§ **PROBLEM STATEMENT**: Repeat the data exactly as it stands.

▬▬▬▬▬▬

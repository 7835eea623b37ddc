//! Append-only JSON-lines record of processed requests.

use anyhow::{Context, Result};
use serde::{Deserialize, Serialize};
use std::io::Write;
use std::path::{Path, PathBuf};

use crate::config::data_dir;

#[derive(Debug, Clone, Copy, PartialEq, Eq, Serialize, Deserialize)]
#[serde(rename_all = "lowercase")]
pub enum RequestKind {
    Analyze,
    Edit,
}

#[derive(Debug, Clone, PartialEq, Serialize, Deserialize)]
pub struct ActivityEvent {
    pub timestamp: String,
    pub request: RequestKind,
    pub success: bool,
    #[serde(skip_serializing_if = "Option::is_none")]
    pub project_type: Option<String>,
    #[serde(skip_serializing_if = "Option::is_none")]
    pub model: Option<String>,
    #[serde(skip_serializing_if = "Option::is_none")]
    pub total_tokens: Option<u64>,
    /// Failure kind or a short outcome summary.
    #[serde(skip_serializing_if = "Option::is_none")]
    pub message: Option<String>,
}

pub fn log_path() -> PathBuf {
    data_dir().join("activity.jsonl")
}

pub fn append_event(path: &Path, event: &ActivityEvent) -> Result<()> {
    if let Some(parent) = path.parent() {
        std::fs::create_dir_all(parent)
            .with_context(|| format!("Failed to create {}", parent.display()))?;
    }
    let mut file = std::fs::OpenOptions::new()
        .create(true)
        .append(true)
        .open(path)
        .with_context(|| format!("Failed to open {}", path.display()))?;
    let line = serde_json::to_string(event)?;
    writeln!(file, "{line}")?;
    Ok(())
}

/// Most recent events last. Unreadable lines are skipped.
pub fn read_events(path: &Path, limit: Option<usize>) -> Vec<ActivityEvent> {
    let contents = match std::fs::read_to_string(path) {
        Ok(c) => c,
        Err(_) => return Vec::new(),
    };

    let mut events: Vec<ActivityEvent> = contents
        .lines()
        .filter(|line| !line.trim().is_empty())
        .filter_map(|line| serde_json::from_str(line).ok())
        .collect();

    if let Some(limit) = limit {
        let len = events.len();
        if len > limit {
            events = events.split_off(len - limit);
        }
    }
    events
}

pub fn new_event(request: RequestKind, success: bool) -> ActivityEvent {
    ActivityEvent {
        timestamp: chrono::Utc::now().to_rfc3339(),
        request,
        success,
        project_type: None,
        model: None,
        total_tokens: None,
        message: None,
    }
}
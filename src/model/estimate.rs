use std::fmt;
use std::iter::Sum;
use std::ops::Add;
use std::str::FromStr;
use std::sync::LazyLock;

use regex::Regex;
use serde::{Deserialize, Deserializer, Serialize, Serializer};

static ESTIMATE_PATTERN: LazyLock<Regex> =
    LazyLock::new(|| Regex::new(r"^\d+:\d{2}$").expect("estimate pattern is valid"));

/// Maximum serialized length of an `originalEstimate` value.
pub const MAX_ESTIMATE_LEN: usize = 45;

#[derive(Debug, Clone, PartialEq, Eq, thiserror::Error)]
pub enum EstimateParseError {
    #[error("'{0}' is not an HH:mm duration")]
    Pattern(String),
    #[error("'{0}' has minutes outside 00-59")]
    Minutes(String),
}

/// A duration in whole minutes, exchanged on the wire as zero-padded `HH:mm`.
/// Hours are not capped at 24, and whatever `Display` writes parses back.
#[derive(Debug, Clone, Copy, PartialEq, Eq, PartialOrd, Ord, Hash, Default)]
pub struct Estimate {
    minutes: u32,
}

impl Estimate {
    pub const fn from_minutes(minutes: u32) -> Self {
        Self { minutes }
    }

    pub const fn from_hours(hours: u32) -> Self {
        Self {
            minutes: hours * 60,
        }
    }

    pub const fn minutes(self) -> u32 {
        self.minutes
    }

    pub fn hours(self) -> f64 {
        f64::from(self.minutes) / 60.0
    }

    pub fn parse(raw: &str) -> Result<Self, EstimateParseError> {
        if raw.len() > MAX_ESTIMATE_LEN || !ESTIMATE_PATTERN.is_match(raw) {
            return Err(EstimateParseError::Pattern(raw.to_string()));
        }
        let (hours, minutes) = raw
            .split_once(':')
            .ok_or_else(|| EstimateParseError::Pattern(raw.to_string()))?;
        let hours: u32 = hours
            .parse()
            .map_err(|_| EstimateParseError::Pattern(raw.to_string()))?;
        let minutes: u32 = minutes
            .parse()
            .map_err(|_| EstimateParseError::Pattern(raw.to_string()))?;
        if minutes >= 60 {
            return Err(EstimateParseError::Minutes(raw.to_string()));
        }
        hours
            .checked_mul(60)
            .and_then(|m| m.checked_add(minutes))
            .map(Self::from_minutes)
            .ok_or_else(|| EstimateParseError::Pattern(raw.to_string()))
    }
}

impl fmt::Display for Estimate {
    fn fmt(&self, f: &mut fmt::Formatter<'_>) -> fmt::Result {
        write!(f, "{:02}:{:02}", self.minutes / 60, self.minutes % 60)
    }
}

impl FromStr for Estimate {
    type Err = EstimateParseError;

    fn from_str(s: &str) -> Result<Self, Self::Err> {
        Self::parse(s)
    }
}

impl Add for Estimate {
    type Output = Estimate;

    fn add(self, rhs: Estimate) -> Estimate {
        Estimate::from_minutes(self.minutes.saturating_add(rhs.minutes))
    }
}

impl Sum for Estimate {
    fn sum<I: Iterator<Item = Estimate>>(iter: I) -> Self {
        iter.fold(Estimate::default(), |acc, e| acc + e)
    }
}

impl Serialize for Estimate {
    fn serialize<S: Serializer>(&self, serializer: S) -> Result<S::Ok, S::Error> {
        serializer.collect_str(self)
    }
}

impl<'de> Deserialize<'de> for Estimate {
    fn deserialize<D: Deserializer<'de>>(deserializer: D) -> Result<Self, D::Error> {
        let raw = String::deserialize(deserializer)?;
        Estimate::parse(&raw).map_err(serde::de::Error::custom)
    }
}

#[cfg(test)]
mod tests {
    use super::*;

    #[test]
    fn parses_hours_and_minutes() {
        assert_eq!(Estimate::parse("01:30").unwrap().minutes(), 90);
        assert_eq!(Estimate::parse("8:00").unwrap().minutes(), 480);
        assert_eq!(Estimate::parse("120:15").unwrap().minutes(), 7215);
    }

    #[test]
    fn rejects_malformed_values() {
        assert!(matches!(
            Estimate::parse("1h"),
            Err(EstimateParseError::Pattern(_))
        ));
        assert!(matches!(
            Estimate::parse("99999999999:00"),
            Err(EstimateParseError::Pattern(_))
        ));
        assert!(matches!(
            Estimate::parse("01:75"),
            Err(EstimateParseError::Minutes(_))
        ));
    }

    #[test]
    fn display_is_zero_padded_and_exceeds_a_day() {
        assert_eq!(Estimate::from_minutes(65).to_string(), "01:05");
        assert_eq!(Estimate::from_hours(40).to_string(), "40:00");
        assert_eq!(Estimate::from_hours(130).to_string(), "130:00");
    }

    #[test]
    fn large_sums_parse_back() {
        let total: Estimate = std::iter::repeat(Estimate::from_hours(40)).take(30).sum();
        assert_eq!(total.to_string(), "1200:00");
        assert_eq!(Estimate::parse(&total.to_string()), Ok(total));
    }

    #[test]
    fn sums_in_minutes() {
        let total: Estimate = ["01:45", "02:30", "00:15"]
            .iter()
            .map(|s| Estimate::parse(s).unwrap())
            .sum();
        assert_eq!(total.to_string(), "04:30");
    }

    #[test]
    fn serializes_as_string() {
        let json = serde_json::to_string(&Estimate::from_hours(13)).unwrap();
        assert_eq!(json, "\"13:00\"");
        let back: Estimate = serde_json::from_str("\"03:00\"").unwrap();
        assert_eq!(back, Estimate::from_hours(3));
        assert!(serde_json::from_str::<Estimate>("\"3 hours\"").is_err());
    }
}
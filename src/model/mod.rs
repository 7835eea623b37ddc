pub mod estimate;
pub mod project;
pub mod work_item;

▬▬▬▬▬▬

§ **COMPLETED TASK**:
repository 7835eea623b37ddc
//! Append-only JSON-lines record of processed requests.

use anyhow::{Context, Result};
use serde::{Deserialize, Serialize};
use std::io::Write;
use std::path::{Path, PathBuf};

use crate::config::data_dir;

#[derive(Debug, Clone, Copy, PartialEq, Eq, Serialize, Deserialize)]
#[serde(rename_all = "lowercase")]
pub enum RequestKind {
    Analyze,
    Edit,
}

#[derive(Debug, Clone, PartialEq, Serialize, Deserialize)]
pub struct ActivityEvent {
    pub timestamp: String,
    pub request: RequestKind,
    pub success: bool,
    #[serde(skip_serializing_if = "Option::is_none")]
    pub project_type: Option<String>,
    #[serde(skip_serializing_if = "Option::is_none")]
    pub model: Option<String>,
    #[serde(skip_serializing_if = "Option::is_none")]
    pub total_tokens: Option<u64>,
    /// Failure kind or a short outcome summary.
    #[serde(skip_serializing_if = "Option::is_none")]
    pub message: Option<String>,
}

pub fn log_path() -> PathBuf {
    data_dir().join("activity.jsonl")
}

pub fn append_event(path: &Path, event: &ActivityEvent) -> Result<()> {
    if let Some(parent) = path.parent() {
        std::fs::create_dir_all(parent)
            .with_context(|| format!("Failed to create {}", parent.display()))?;
    }
    let mut file = std::fs::OpenOptions::new()
        .create(true)
        .append(true)
        .open(path)
        .with_context(|| format!("Failed to open {}", path.display()))?;
    let line = serde_json::to_string(event)?;
    writeln!(file, "{line}")?;
    Ok(())
}

/// Most recent events last. Unreadable lines are skipped.
pub fn read_events(path: &Path, limit: Option<usize>) -> Vec<ActivityEvent> {
    let contents = match std::fs::read_to_string(path) {
        Ok(c) => c,
        Err(_) => return Vec::new(),
    };

    let mut events: Vec<ActivityEvent> = contents
        .lines()
        .filter(|line| !line.trim().is_empty())
        .filter_map(|line| serde_json::from_str(line).ok())
        .collect();

    if let Some(limit) = limit {
        let len = events.len();
        if len > limit {
            events = events.split_off(len - limit);
        }
    }
    events
}

pub fn new_event(request: RequestKind, success: bool) -> ActivityEvent {
    ActivityEvent {
        timestamp: chrono::Utc::now().to_rfc3339(),
        request,
        success,
        project_type: None,
        model: None,
        total_tokens: None,
        message: None,
    }
}
filename src/model/estimate.rs
use std::fmt;
use std::iter::Sum;
use std::ops::Add;
use std::str::FromStr;
use std::sync::LazyLock;

use regex::Regex;
use serde::{Deserialize, Deserializer, Serialize, Serializer};

static ESTIMATE_PATTERN: LazyLock<Regex> =
    LazyLock::new(|| Regex::new(r"^\d+:\d{2}$").expect("estimate pattern is valid"));

/// Maximum serialized length of an `originalEstimate` value.
pub const MAX_ESTIMATE_LEN: usize = 45;

#[derive(Debug, Clone, PartialEq, Eq, thiserror::Error)]
pub enum EstimateParseError {
    #[error("'{0}' is not an HH:mm duration")]
    Pattern(String),
    #[error("'{0}' has minutes outside 00-59")]
    Minutes(String),
}

/// A duration in whole minutes, exchanged on the wire as zero-padded `HH:mm`.
/// Hours are not capped at 24, and whatever `Display` writes parses back.
#[derive(Debug, Clone, Copy, PartialEq, Eq, PartialOrd, Ord, Hash, Default)]
pub struct Estimate {
    minutes: u32,
}

impl Estimate {
    pub const fn from_minutes(minutes: u32) -> Self {
        Self { minutes }
    }

    pub const fn from_hours(hours: u32) -> Self {
        Self {
            minutes: hours * 60,
        }
    }

    pub const fn minutes(self) -> u32 {
        self.minutes
    }

    pub fn hours(self) -> f64 {
        f64::from(self.minutes) / 60.0
    }

    pub fn parse(raw: &str) -> Result<Self, EstimateParseError> {
        if raw.len() > MAX_ESTIMATE_LEN || !ESTIMATE_PATTERN.is_match(raw) {
            return Err(EstimateParseError::Pattern(raw.to_string()));
        }
        let (hours, minutes) = raw
            .split_once(':')
            .ok_or_else(|| EstimateParseError::Pattern(raw.to_string()))?;
        let hours: u32 = hours
            .parse()
            .map_err(|_| EstimateParseError::Pattern(raw.to_string()))?;
        let minutes: u32 = minutes
            .parse()
            .map_err(|_| EstimateParseError::Pattern(raw.to_string()))?;
        if minutes >= 60 {
            return Err(EstimateParseError::Minutes(raw.to_string()));
        }
        hours
            .checked_mul(60)
            .and_then(|m| m.checked_add(minutes))
            .map(Self::from_minutes)
            .ok_or_else(|| EstimateParseError::Pattern(raw.to_string()))
    }
}

impl fmt::Display for Estimate {
    fn fmt(&self, f: &mut fmt::Formatter<'_>) -> fmt::Result {
        write!(f, "{:02}:{:02}", self.minutes / 60, self.minutes % 60)
    }
}

impl FromStr for Estimate {
    type Err = EstimateParseError;

    fn from_str(s: &str) -> Result<Self, Self::Err> {
        Self::parse(s)
    }
}

impl Add for Estimate {
    type Output = Estimate;

    fn add(self, rhs: Estimate) -> Estimate {
        Estimate::from_minutes(self.minutes.saturating_add(rhs.minutes))
    }
}

impl Sum for Estimate {
    fn sum<I: Iterator<Item = Estimate>>(iter: I) -> Self {
        iter.fold(Estimate::default(), |acc, e| acc + e)
    }
}

impl Serialize for Estimate {
    fn serialize<S: Serializer>(&self, serializer: S) -> Result<S::Ok, S::Error> {
        serializer.collect_str(self)
    }
}

impl<'de> Deserialize<'de> for Estimate {
    fn deserialize<D: Deserializer<'de>>(deserializer: D) -> Result<Self, D::Error> {
        let raw = String::deserialize(deserializer)?;
        Estimate::parse(&raw).map_err(serde::de::Error::custom)
    }
}

#[cfg(test)]
mod tests {
    use super::*;

    #[test]
    fn parses_hours_and_minutes() {
        assert_eq!(Estimate::parse("01:30").unwrap().minutes(), 90);
        assert_eq!(Estimate::parse("8:00").unwrap().minutes(), 480);
        assert_eq!(Estimate::parse("120:15").unwrap().minutes(), 7215);
    }

    #[test]
    fn rejects_malformed_values() {
        assert!(matches!(
            Estimate::parse("1h"),
            Err(EstimateParseError::Pattern(_))
        ));
        assert!(matches!(
            Estimate::parse("99999999999:00"),
            Err(EstimateParseError::Pattern(_))
        ));
        assert!(matches!(
            Estimate::parse("01:75"),
            Err(EstimateParseError::Minutes(_))
        ));
    }

    #[test]
    fn display_is_zero_padded_and_exceeds_a_day() {
        assert_eq!(Estimate::from_minutes(65).to_string(), "01:05");
        assert_eq!(Estimate::from_hours(40).to_string(), "40:00");
        assert_eq!(Estimate::from_hours(130).to_string(), "130:00");
    }

    #[test]
    fn large_sums_parse_back() {
        let total: Estimate = std::iter::repeat(Estimate::from_hours(40)).take(30).sum();
        assert_eq!(total.to_string(), "1200:00");
        assert_eq!(Estimate::parse(&total.to_string()), Ok(total));
    }

    #[test]
    fn sums_in_minutes() {
        let total: Estimate = ["01:45", "02:30", "00:15"]
            .iter()
            .map(|s| Estimate::parse(s).unwrap())
            .sum();
        assert_eq!(total.to_string(), "04:30");
    }

    #[test]
    fn serializes_as_string() {
        let json = serde_json::to_string(&Estimate::from_hours(13)).unwrap();
        assert_eq!(json, "\"13:00\"");
        let back: Estimate = serde_json::from_str("\"03:00\"").unwrap();
        assert_eq!(back, Estimate::from_hours(3));
        assert!(serde_json::from_str::<Estimate>("\"3 hours\"").is_err());
    }
}
filename src/model/mod.rs
repository 7835eea623b37ddc
pub mod estimate;
pub mod project;
pub mod work_item;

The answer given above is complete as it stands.